Eighty-five years on, the Mexican border, wall and all, might sound topical. Lither, better coiffured, and blessed with a smooth voice and a clothes sense, though, was Charles Boyer. He has holed up in the Hotel Esperanza - great name for a rundown place - with designs on making it to the American side by dint of charming a bus-driving schoolteacher (Olivia de Haviland) into marriage so that he can then divorce her and summon to his side a former dancing partner (a wonderfully cynical Paulette Goddard).
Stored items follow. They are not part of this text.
//! Manager-wide start/stop/retain/destroy transitions and owner-thread dispatch.

#[cfg(test)]
mod tests {
  use pretty_assertions::assert_eq;

  use crate::{
    LoaderError, LoaderId,
    manager::__tests__::helpers::{Rig, finished, reset},
  };

  const ID: LoaderId = LoaderId(1);

  // ==========================================================================
  // Invalid transitions
  // ==========================================================================

  #[test]
  fn test_invalid_transitions_are_rejected_without_state_change() {
    let mut rig = Rig::new(false);
    assert!(matches!(rig.manager.do_stop(), Err(LoaderError::InvalidState(_))));
    assert!(matches!(rig.manager.do_retain(), Err(LoaderError::InvalidState(_))));
    assert!(!rig.manager.is_started());
    assert!(!rig.manager.is_retaining());

    rig.manager.do_start().unwrap();
    assert!(matches!(rig.manager.do_start(), Err(LoaderError::InvalidState(_))));
    assert!(rig.manager.is_started());

    // Still usable afterwards.
    rig.manager.init_loader(ID, None, rig.recorder(100)).unwrap();
    rig.settle();
    assert_eq!(rig.events(), vec![finished(1, 101)]);
  }

  // ==========================================================================
  // Start / stop
  // ==========================================================================

  #[test]
  fn test_stop_then_start_reuses_cached_result() {
    let mut rig = Rig::new(true);
    rig.manager.init_loader(ID, None, rig.recorder(100)).unwrap();
    rig.settle();
    rig.events();

    rig.manager.do_stop().unwrap();
    let handle = rig.manager.handle(ID).unwrap();
    assert!(!handle.is_started());
    assert!(!handle.is_listener_registered());
    assert!(!handle.loader().is_started());

    rig.manager.do_start().unwrap();
    rig.settle();
    // Same data comes back from the cache, so it is not delivered again.
    assert!(rig.events().is_empty());
    assert!(rig.manager.handle(ID).unwrap().loader().is_started());
  }

  #[test]
  fn test_report_start_delivers_deferred_data_once() {
    let mut rig = Rig::new(true);
    rig.manager.init_loader(ID, None, rig.recorder(100)).unwrap();
    rig.settle();
    rig.events();

    rig.manager.do_stop().unwrap();
    rig.manager.do_report_next_start();
    rig.manager.do_start().unwrap();
    rig.settle();
    assert!(rig.events().is_empty());

    rig.manager.do_report_start();
    rig.manager.do_report_start();
    assert_eq!(rig.events(), vec![finished(1, 101)]);
  }

  // ==========================================================================
  // Retain
  // ==========================================================================

  #[test]
  fn test_retain_then_start_keeps_loader_running() {
    let mut rig = Rig::new(true);
    let rec = rig.recorder(100);
    rig.manager.init_loader(ID, None, rec.clone()).unwrap();
    rig.settle();
    rig.events();

    rig.manager.do_retain().unwrap();
    assert!(rig.manager.is_retaining());
    let handle = rig.manager.handle(ID).unwrap();
    assert!(handle.is_retaining());
    assert!(!handle.is_started());
    // Retaining does not stop the underlying loader.
    assert!(handle.loader().is_started());
    assert!(handle.is_listener_registered());

    rig.manager.do_start().unwrap();
    rig.manager.finish_retain();
    let handle = rig.manager.handle(ID).unwrap();
    assert!(handle.is_started());
    assert!(!handle.is_retaining());
    assert!(handle.loader().is_started());
    assert_eq!(rec.creates.get(), 1);
    assert_eq!(rig.executor.pending(), 0);

    // Callbacks were detached by the retain; the new owner re-attaches them.
    assert!(rig.events().is_empty());
    rig.manager.init_loader(ID, None, rec.clone()).unwrap();
    assert_eq!(rig.events(), vec![finished(1, 101)]);
    assert_eq!(rec.creates.get(), 1);
  }

  #[test]
  fn test_finish_retain_without_restart_stops_loader() {
    let mut rig = Rig::new(true);
    let rec = rig.recorder(100);
    rig.manager.init_loader(ID, None, rec.clone()).unwrap();
    rig.settle();

    rig.manager.do_retain().unwrap();
    rig.manager.finish_retain();
    let handle = rig.manager.handle(ID).unwrap();
    assert!(!handle.is_started());
    assert!(!handle.is_listener_registered());
    assert!(!handle.loader().is_started());
    assert!(handle.has_data());
    assert_eq!(rec.creates.get(), 1);
  }

  #[test]
  fn test_destroy_while_retaining_keeps_active_handles() {
    let mut rig = Rig::new(true);
    rig.manager.init_loader(ID, None, rig.recorder(100)).unwrap();
    rig.settle();
    rig.manager.restart_loader(ID, None, rig.recorder(200)).unwrap();
    rig.events();

    rig.manager.do_retain().unwrap();
    rig.manager.do_destroy();
    assert!(rig.manager.handle(ID).is_some());
    assert!(rig.manager.inactive_handle(ID).is_none());
  }

  #[test]
  fn test_destroy_resets_everything() {
    let mut rig = Rig::new(true);
    rig.manager.init_loader(ID, None, rig.recorder(100)).unwrap();
    rig.manager.init_loader(LoaderId(2), None, rig.recorder(200)).unwrap();
    rig.settle();
    rig.events();

    rig.manager.do_destroy();
    assert!(rig.manager.is_empty());
    // Highest id first.
    assert_eq!(rig.events(), vec![reset(2), reset(1)]);
  }

  // ==========================================================================
  // Dispatch
  // ==========================================================================

  #[test]
  fn test_consumer_panic_is_contained() {
    let mut rig = Rig::new(true);
    let rec = rig.recorder(100);
    rec.panic_on_finish.set(true);
    rig.manager.init_loader(ID, None, rec.clone()).unwrap();
    rig.settle();

    let handle = rig.manager.handle(ID).unwrap();
    assert!(handle.has_data());
    assert!(!handle.delivered_data());
    assert!(rig.manager.has_running_loaders());

    rec.panic_on_finish.set(false);
    rig.manager.restart_loader(ID, None, rec.clone()).unwrap();
    rig.settle();
    assert_eq!(rig.events(), vec![finished(1, 101)]);
  }

  #[test]
  fn test_reset_panic_still_tears_down() {
    let mut rig = Rig::new(true);
    let rec = rig.recorder(100);
    rig.manager.init_loader(ID, None, rec.clone()).unwrap();
    rig.manager.init_loader(LoaderId(2), None, rig.recorder(200)).unwrap();
    rig.settle();
    rig.events();

    rec.panic_on_reset.set(true);
    rig.manager.destroy_loader(ID);
    assert!(rig.manager.handle(ID).is_none());
    assert!(rig.events().is_empty());

    // Other loaders are unaffected.
    rig.manager.do_destroy();
    assert_eq!(rig.events(), vec![reset(2)]);
  }

  #[test]
  fn test_content_change_reloads_started_loader() {
    let mut rig = Rig::new(true);
    rig.manager.init_loader(ID, None, rig.recorder(100)).unwrap();
    rig.settle();
    rig.events();

    let observer = rig.manager.content_observer(ID).expect("loader exists");
    assert_eq!(observer.loader_id(), ID);
    assert!(observer.notify_change());
    assert!(!observer.notify_change(), "second signal folds into the first");

    rig.settle();
    assert_eq!(rig.events(), vec![finished(1, 102)]);
    assert!(observer.notify_change());
  }

  #[test]
  fn test_content_change_while_stopped_reloads_on_start() {
    let mut rig = Rig::new(true);
    rig.manager.init_loader(ID, None, rig.recorder(100)).unwrap();
    rig.settle();
    rig.events();
    let observer = rig.manager.content_observer(ID).unwrap();

    rig.manager.do_stop().unwrap();
    observer.notify_change();
    rig.settle();
    assert_eq!(rig.executor.pending(), 0);

    rig.manager.do_start().unwrap();
    rig.settle();
    assert_eq!(rig.events(), vec![finished(1, 102)]);
  }

  #[tokio::test]
  async fn test_run_until_idle_with_inline_executor() {
    let executor = std::sync::Arc::new(crate::InlineExecutor);
    let mut manager = crate::LoaderManager::new("inline", true, executor);
    let rig = Rig::new(false);
    manager.init_loader(ID, None, rig.recorder(100)).unwrap();

    manager.run_until_idle().await;
    assert!(manager.is_idle());
    assert_eq!(rig.events(), vec![finished(1, 101)]);
  }
}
That is the plot but with it comes a joyful cargo of dialogue supplied by Billy Wilder and Charles Brackett, who, miracle of miracles, even manage to celebrate a typewriter whose semicolon key has been so often used that it has fallen off. This must be unique in the annals of punctuation, on screen or otherwise. Comic as all this sounds, the film does not lack for emotion, director Mitchell Leisen keeping up a pace which makes one feel for all concerned as events take a turn not to be revealed here. That Boyer survives is no surprise, for the film - very postmodern - has a prologue in which his character arrives at the Paramount set where the director is at work on his previous film I Wanted Wings with a glimpse of none other than Veronica Lake and tells him that he has a tale to make a great hit.
The only disappointment is that I Wanted Wings is among a number of Leisen's films which have yet to appear on disc. Hold Back the Dawn itself was elusive for too long - take this chance to see it.